Dublin's south-side (of River Liffey) shopping area is centered along Grafton Street while the north-side Henry's Street and O'Connell Street boast of Arnotts and Clery's department stores.
Oozing with pride and nationalism, this alluring city of trees, bronze statues and stately Georgian buildings has a story to tell on every street.
From angels . . .
. . . to demons the story is told from past to present.
Formerly the Royal Hospital Kilmainham, it now houses the Irish Museum of Modern Art. A daily tour of one of the exhibitions provides insight to museum pieces and the artists. Museum Negara hosts the Museum Volunteers, http://museumvolunteersmalaysia.org/about-mvm/ a non-profit group whose goals are to promote public interest in museums, history and culture. Initiated by a dedicated group of expatriate wives, they tirelessly conduct daily tours in English, French, German and Japanese.

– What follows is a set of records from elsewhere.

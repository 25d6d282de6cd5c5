//! Encoder process management
//!
//! Every stream request gets its own encoder process writing the encoded
//! file to stdout. The output is relayed chunk by chunk as it is produced.
//! The process is owned by the returned stream: dropping the stream (for
//! example because the client went away) kills the encoder.

use bytes::Bytes;
use futures_util::stream::{self, BoxStream, StreamExt};
use std::path::{Path, PathBuf};
use std::process::Stdio;
use std::sync::Arc;
use tokio::process::{Child, ChildStdout, Command};
use tokio::sync::{OwnedSemaphorePermit, Semaphore};
use tokio_util::io::ReaderStream;

use crate::error::TranscodeError;

use super::format::OutputFormat;

/// Read size for the encoder's stdout
const CHUNK_SIZE: usize = 64 * 1024;

/// Encoded output. A clean end of stream means the encoder exited
/// successfully; a failed encoder ends the stream with an error item.
pub type EncodeStream = BoxStream<'static, std::io::Result<Bytes>>;

/// Spawns encoder processes, at most `max_concurrent` at a time
#[derive(Debug, Clone)]
pub struct Transcoder {
    command: PathBuf,
    permits: Arc<Semaphore>,
}

/// State carried between chunks of one encode
struct Encoding {
    output: ReaderStream<ChildStdout>,
    child: Child,
    label: String,
    _permit: OwnedSemaphorePermit,
}

impl Transcoder {
    pub fn new(command: PathBuf, max_concurrent: usize) -> Self {
        Self {
            command,
            permits: Arc::new(Semaphore::new(max_concurrent)),
        }
    }

    /// Encoder slots currently free
    #[cfg(test)]
    pub fn available_permits(&self) -> usize {
        self.permits.available_permits()
    }

    /// Start encoding `source`.
    ///
    /// Waits for a free slot when the concurrency limit is reached. Errors
    /// returned here happen before any output exists.
    pub async fn start(
        &self,
        source: &Path,
        format: OutputFormat,
    ) -> Result<EncodeStream, TranscodeError> {
        let permit = self.permits.clone().acquire_owned().await.map_err(|_| {
            TranscodeError::Spawn(std::io::Error::other("transcoder is shut down"))
        })?;

        let mut child = Command::new(&self.command)
            .args(format.encoder_args(source))
            .stdin(Stdio::null())
            .stdout(Stdio::piped())
            .stderr(Stdio::null())
            .kill_on_drop(true)
            .spawn()
            .map_err(TranscodeError::Spawn)?;

        let stdout = child.stdout.take().ok_or(TranscodeError::NoStdout)?;

        let label = format!("{} -> {}", source.display(), format.extension());
        tracing::debug!("Encoding {} (pid {:?})", label, child.id());

        Ok(relay(Encoding {
            output: ReaderStream::with_capacity(stdout, CHUNK_SIZE),
            child,
            label,
            _permit: permit,
        }))
    }
}

/// Forward stdout chunks, then check how the encoder exited.
fn relay(encoding: Encoding) -> EncodeStream {
    stream::unfold(Some(encoding), |state| async move {
        let mut encoding = state?;

        match encoding.output.next().await {
            Some(Ok(chunk)) => Some((Ok(chunk), Some(encoding))),
            Some(Err(e)) => {
                tracing::warn!("Reading encoder output for {} failed: {}", encoding.label, e);
                Some((Err(e), None))
            }
            None => match encoding.child.wait().await {
                Ok(status) if status.success() => {
                    tracing::debug!("Finished encoding {}", encoding.label);
                    None
                }
                Ok(status) => {
                    tracing::warn!("Encoder for {} exited with {}", encoding.label, status);
                    let err = std::io::Error::other(format!("encoder exited with {}", status));
                    Some((Err(err), None))
                }
                Err(e) => {
                    tracing::warn!("Waiting for encoder of {} failed: {}", encoding.label, e);
                    Some((Err(e), None))
                }
            },
        }
    })
    .boxed()
}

Mention Ireland and by word association, Guinness instantly comes to mind. A state-of-the-art museum presents the science of brewing barley and hops in a unique style.
Dublin Castle is regularly used for state functions and recently hosted HRH Queen Elizabeth. In summer the courtyard is the site for the annual sand sculpture exhibition.
As part of the upgrading and redesigning works of O'Connell Street at the beginning of the millennium, the stainless steel Spire was designed to replace Nelson's Pillar which was destroyed in an IRA bombing. Poking fun (craic), usually at themselves, is a particularly Irish thing to do. Hence, Erection at the Intersection, the Stiffy at the Liffey, the Stiletto in the Ghetto - get it?
A doorway view of the Ha'penny Bridge. Built in 1816 to replace ferries plying the banks of the Liffey, pedestrians were charged a toll of half a penny.